Q.: What was your first production like? After years of writing and submitting what was it like to be taken seriously as a playwright, for you to sit and listen to actors read your words aloud, to be in rehearsal and see your words and ideas brought to life?

LNW: Technically, my first production was in Indianapolis when I was nineteen or twenty?  It was an experimental piece called Everywhere that was part of the Indianapolis Fringe Festival at the New Art Theater.  I remember it being the most exciting thing ever! I also directed it and worked with a group of musicians.

But in New York, my very first production was at the Brick Theater in 2007 and I co-produced it with my own theater company. It played to an audience of maybe 6 to 9 people a night and I did all of the scene changes myself. It didn’t matter though, because I felt like I was doing something and learning about my voice as an artist and how I work as a collaborator. I worked this way for a long time and steadily built an audience independently.

However, it wasn’t until about two years ago that I started to get institutional support and getting an Off-Broadway premiere was definitely next level. It’s a great feeling to reach wider audiences and have an entire staff that is so encouraging so that you can just focus on being a writer. 
Q.: In working with directors have you ever had to “fight” to see your vision of particular work put on stage because someone other than yourself thought that they knew better than you what the play was about?

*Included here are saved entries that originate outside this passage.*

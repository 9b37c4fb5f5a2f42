//! Activity audit log service.
//!
//! Every write is best-effort: persistence or publish problems are logged
//! through `tracing` and never surface to the business operation being
//! audited. `record_detached` spawns the write so the caller structurally
//! cannot await its failure.

use sea_orm::DatabaseConnection;
use serde_json::json;
use tracing::warn;
use uuid::Uuid;

use vantra_db::entities::activity_logs::{self, LogStatus};
use vantra_db::entities::login_history::LoginStatus;
use vantra_db::repositories::{ActivityLogRepository, LoginHistoryRepository, NewActivityLog};

use super::events::{EventBus, RealtimeEvent};

/// Append-only audit log with realtime fan-out.
#[derive(Debug, Clone)]
pub struct AuditService {
    logs: ActivityLogRepository,
    history: LoginHistoryRepository,
    events: EventBus,
}

impl AuditService {
    /// Creates a new audit service.
    #[must_use]
    pub fn new(db: DatabaseConnection, events: EventBus) -> Self {
        Self {
            logs: ActivityLogRepository::new(db.clone()),
            history: LoginHistoryRepository::new(db),
            events,
        }
    }

    /// Appends an audit entry and publishes it to the realtime stream.
    ///
    /// Never fails: persistence errors yield `None` after being logged.
    pub async fn record(&self, entry: NewActivityLog) -> Option<activity_logs::Model> {
        let row = match self.logs.insert(entry).await {
            Ok(row) => row,
            Err(e) => {
                warn!(error = %e, "Failed to persist audit entry");
                return None;
            }
        };

        self.publish(&row).await;
        Some(row)
    }

    /// Spawns `record` as a detached task.
    pub fn record_detached(&self, entry: NewActivityLog) {
        let service = self.clone();
        tokio::spawn(async move {
            service.record(entry).await;
        });
    }

    /// Records a login attempt in both the audit log and login history.
    pub async fn record_login(
        &self,
        user_id: Option<Uuid>,
        ip_address: Option<&str>,
        user_agent: Option<&str>,
        status: LoginStatus,
        fail_reason: Option<&str>,
    ) {
        let mut entry = NewActivityLog::new("login");
        entry.user_id = user_id;
        entry.module = Some("auth".to_string());
        entry.ip_address = ip_address.map(String::from);
        entry.user_agent = user_agent.map(String::from);
        entry.status = match status {
            LoginStatus::Success => LogStatus::Success,
            LoginStatus::Failed => LogStatus::Failure,
        };
        entry.error_message = fail_reason.map(String::from);
        self.record(entry).await;

        if let Err(e) = self
            .history
            .insert(user_id, ip_address, user_agent, status, fail_reason)
            .await
        {
            warn!(error = %e, "Failed to persist login history entry");
        }
    }

    /// Records a logout.
    pub async fn record_logout(
        &self,
        user_id: Uuid,
        ip_address: Option<&str>,
        user_agent: Option<&str>,
    ) {
        let mut entry = NewActivityLog::new("logout");
        entry.user_id = Some(user_id);
        entry.module = Some("auth".to_string());
        entry.ip_address = ip_address.map(String::from);
        entry.user_agent = user_agent.map(String::from);
        self.record(entry).await;
    }

    /// Records a password change.
    pub async fn record_password_change(
        &self,
        user_id: Uuid,
        ip_address: Option<&str>,
        user_agent: Option<&str>,
    ) {
        let mut entry = NewActivityLog::new("password_change");
        entry.user_id = Some(user_id);
        entry.module = Some("auth".to_string());
        entry.ip_address = ip_address.map(String::from);
        entry.user_agent = user_agent.map(String::from);
        self.record(entry).await;
    }

    /// Publishes the persisted row, with resolved user display fields, to
    /// the realtime stream.
    async fn publish(&self, row: &activity_logs::Model) {
        let user = match self.logs.find_with_user(row.id).await {
            Ok(Some((_, user))) => user,
            Ok(None) => None,
            Err(e) => {
                warn!(error = %e, "Failed to resolve audit entry user");
                None
            }
        };

        let data = json!({
            "id": row.id,
            "user_id": row.user_id,
            "user_name": user.as_ref().map(|u| format!("{} {}", u.first_name, u.last_name)),
            "user_email": user.as_ref().map(|u| u.email.clone()),
            "action": row.action,
            "module": row.module,
            "entity": row.entity,
            "entity_id": row.entity_id,
            "description": row.description,
            "status": row.status,
            "ip_address": row.ip_address,
            "created_at": row.created_at,
        });
        self.events.publish(RealtimeEvent::new("activity_log", data));
    }
}
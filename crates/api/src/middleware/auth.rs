//! Authorization gate for protected routes.
//!
//! Per request: `unauthenticated -> token-present -> token-verified ->
//! user-active check -> authorized`, exiting to rejected at any step.
//!
//! The gate re-validates the user's live status and password-change
//! invalidation on every request; expired access tokens are always
//! rejected, and silent refresh exists only at the explicit refresh
//! endpoint. The session touch is the only best-effort part of the path.

use axum::{
    Json,
    extract::{FromRequestParts, Request, State},
    http::{HeaderMap, StatusCode, header::AUTHORIZATION, request::Parts},
    middleware::Next,
    response::{IntoResponse, Response},
};
use serde_json::json;
use tracing::{error, warn};
use uuid::Uuid;

use vantra_core::permissions::PermissionSet;
use vantra_db::entities::users::UserStatus;
use vantra_db::{RoleRepository, SessionRepository, UserRepository};
use vantra_shared::JwtError;

use crate::AppState;

/// The resolved identity and permission context of an authenticated
/// request.
#[derive(Debug, Clone)]
pub struct Principal {
    /// Authenticated user ID.
    pub user_id: Uuid,
    /// User email.
    pub email: String,
    /// Assigned role ID.
    pub role_id: Option<Uuid>,
    /// Assigned role name.
    pub role_name: Option<String>,
    /// Permission names resolved once for this request.
    pub permissions: PermissionSet,
    /// The presented access token (used to locate the session on logout).
    pub token: String,
}

impl Principal {
    /// True when the principal holds ANY of the listed permissions
    /// (logical OR). A principal with no role is always denied.
    #[must_use]
    pub fn has_any_permission(&self, required: &[&str]) -> bool {
        self.permissions.has_any(required)
    }
}

impl<S> FromRequestParts<S> for Principal
where
    S: Send + Sync,
{
    type Rejection = (StatusCode, Json<serde_json::Value>);

    async fn from_request_parts(parts: &mut Parts, _state: &S) -> Result<Self, Self::Rejection> {
        parts.extensions.get::<Self>().cloned().ok_or_else(|| {
            (
                StatusCode::UNAUTHORIZED,
                Json(json!({
                    "error": "unauthorized",
                    "message": "Authentication required"
                })),
            )
        })
    }
}

/// Extracts the bearer token from the Authorization header.
fn extract_bearer_token(header: &str) -> Option<&str> {
    header
        .strip_prefix("Bearer ")
        .or_else(|| header.strip_prefix("bearer "))
}

/// Extracts the client IP and user agent from request headers.
#[must_use]
pub fn client_meta(headers: &HeaderMap) -> (Option<String>, Option<String>) {
    let ip = headers
        .get("x-forwarded-for")
        .and_then(|h| h.to_str().ok())
        .and_then(|v| v.split(',').next())
        .map(|v| v.trim().to_string());
    let user_agent = headers
        .get("user-agent")
        .and_then(|h| h.to_str().ok())
        .map(String::from);
    (ip, user_agent)
}

/// Authorization gate middleware.
///
/// 1. Extracts the Bearer token (absence is distinct from invalidity)
/// 2. Verifies signature, issuer, and expiry
/// 3. Re-validates the user's live status and password-change invalidation
/// 4. Resolves the role's permission set once for the request
/// 5. Stores the `Principal` in request extensions and spawns the
///    best-effort session touch
#[allow(clippy::too_many_lines)]
pub async fn auth_middleware(
    State(state): State<AppState>,
    mut request: Request,
    next: Next,
) -> Response {
    let auth_header = request
        .headers()
        .get(AUTHORIZATION)
        .and_then(|h| h.to_str().ok());

    let Some(token) = auth_header.and_then(extract_bearer_token) else {
        return (
            StatusCode::UNAUTHORIZED,
            Json(json!({
                "error": "missing_token",
                "message": "Authorization header with Bearer token is required"
            })),
        )
            .into_response();
    };

    let claims = match state.jwt_service.verify_access(token) {
        Ok(claims) => claims,
        Err(JwtError::Expired) => {
            // Distinguished so clients can attempt the refresh flow.
            return (
                StatusCode::UNAUTHORIZED,
                Json(json!({
                    "error": "token_expired",
                    "message": "Token has expired"
                })),
            )
                .into_response();
        }
        Err(_) => {
            return (
                StatusCode::UNAUTHORIZED,
                Json(json!({
                    "error": "invalid_token",
                    "message": "Invalid or malformed token"
                })),
            )
                .into_response();
        }
    };

    let user_repo = UserRepository::new((*state.db).clone());
    let user = match user_repo.find_by_id(claims.user_id()).await {
        Ok(Some(user)) => user,
        Ok(None) => {
            return (
                StatusCode::UNAUTHORIZED,
                Json(json!({
                    "error": "invalid_token",
                    "message": "Invalid or malformed token"
                })),
            )
                .into_response();
        }
        Err(e) => {
            error!(error = %e, "Database error during authentication");
            return (
                StatusCode::INTERNAL_SERVER_ERROR,
                Json(json!({
                    "error": "internal_error",
                    "message": "An error occurred during authentication"
                })),
            )
                .into_response();
        }
    };

    if user.status != UserStatus::Active {
        return (
            StatusCode::FORBIDDEN,
            Json(json!({
                "error": "account_inactive",
                "message": "This account is not active"
            })),
        )
            .into_response();
    }

    // Tokens issued before the last password change are dead.
    if let Some(changed_at) = user.password_changed_at {
        if changed_at.timestamp() > claims.iat {
            return (
                StatusCode::UNAUTHORIZED,
                Json(json!({
                    "error": "token_invalidated",
                    "message": "Token was invalidated by a password change"
                })),
            )
                .into_response();
        }
    }

    let (role_name, permissions) = match resolve_role(&state, user.role_id).await {
        Ok(resolved) => resolved,
        Err(e) => {
            error!(error = %e, "Database error resolving permissions");
            return (
                StatusCode::INTERNAL_SERVER_ERROR,
                Json(json!({
                    "error": "internal_error",
                    "message": "An error occurred during authentication"
                })),
            )
                .into_response();
        }
    };

    let principal = Principal {
        user_id: user.id,
        email: user.email,
        role_id: user.role_id,
        role_name,
        permissions,
        token: token.to_string(),
    };

    // Best-effort session touch: the request never waits on or fails
    // because of this write.
    let session_repo = SessionRepository::new((*state.db).clone());
    let touch_token = principal.token.clone();
    let touch_user = principal.user_id;
    tokio::spawn(async move {
        if let Err(e) = session_repo.touch(&touch_token, touch_user).await {
            warn!(error = %e, "Session touch failed");
        }
    });

    request.extensions_mut().insert(principal);
    next.run(request).await
}

async fn resolve_role(
    state: &AppState,
    role_id: Option<Uuid>,
) -> Result<(Option<String>, PermissionSet), sea_orm::DbErr> {
    let Some(role_id) = role_id else {
        return Ok((None, PermissionSet::new()));
    };

    let role_repo = RoleRepository::new((*state.db).clone());
    let role_name = role_repo.find_by_id(role_id).await?.map(|r| r.name);
    let permissions = role_repo
        .permissions_for(role_id)
        .await?
        .into_iter()
        .map(|p| p.name)
        .collect();
    Ok((role_name, permissions))
}

#[cfg(test)]
mod tests {
    use super::*;

    #[test]
    fn test_extract_bearer_token() {
        assert_eq!(extract_bearer_token("Bearer abc"), Some("abc"));
        assert_eq!(extract_bearer_token("bearer abc"), Some("abc"));
        assert_eq!(extract_bearer_token("Basic abc"), None);
        assert_eq!(extract_bearer_token("abc"), None);
    }

    #[test]
    fn test_client_meta_prefers_first_forwarded_address() {
        let mut headers = HeaderMap::new();
        headers.insert("x-forwarded-for", "10.0.0.1, 10.0.0.2".parse().unwrap());
        headers.insert("user-agent", "test-agent".parse().unwrap());

        let (ip, ua) = client_meta(&headers);
        assert_eq!(ip.as_deref(), Some("10.0.0.1"));
        assert_eq!(ua.as_deref(), Some("test-agent"));
    }

    #[test]
    fn test_client_meta_absent_headers() {
        let (ip, ua) = client_meta(&HeaderMap::new());
        assert!(ip.is_none());
        assert!(ua.is_none());
    }
}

LNW: Nope. I would say playwrights have a lot more power than in TV or film and often, collaborators are working hard to execute your vision. However, since I used to be a director I know how hard it is and I think I’m a little more loose than some other playwrights. I think theater is made as a team and I know I don’t always know best, so I value a sense of play in the rehearsal room and most of the experiences I’ve had with collaborators have been positive. 

Q.: You’ve already won some prestigious awards and been nominated for still others. How have your awards and recognitions inspired or otherwise affected your career?

LNW: It’s impacted me in a huge way and changed my life immensely. For one, I do not currently need to work a day job and am a full-time playwright. This is invaluable because it lets me actually do what I love with my life. 

Q: Besides your own hard work to whom or what do you attribute your success?

LNW:  Collaborators who have elevated my work to the point where it’s become “our” work. Anyone who has ever believed in me enough to say yes. Youngblood at EST. Also I love my agents and managers — they obviously help a lot and I definitely wouldn’t be able to figure out a lot of this without them!  

William H. McCann, Jr. a playwright, poet, editor, and publisher who edits the Kentucky Theatre Yearbook. He lives near Corinth.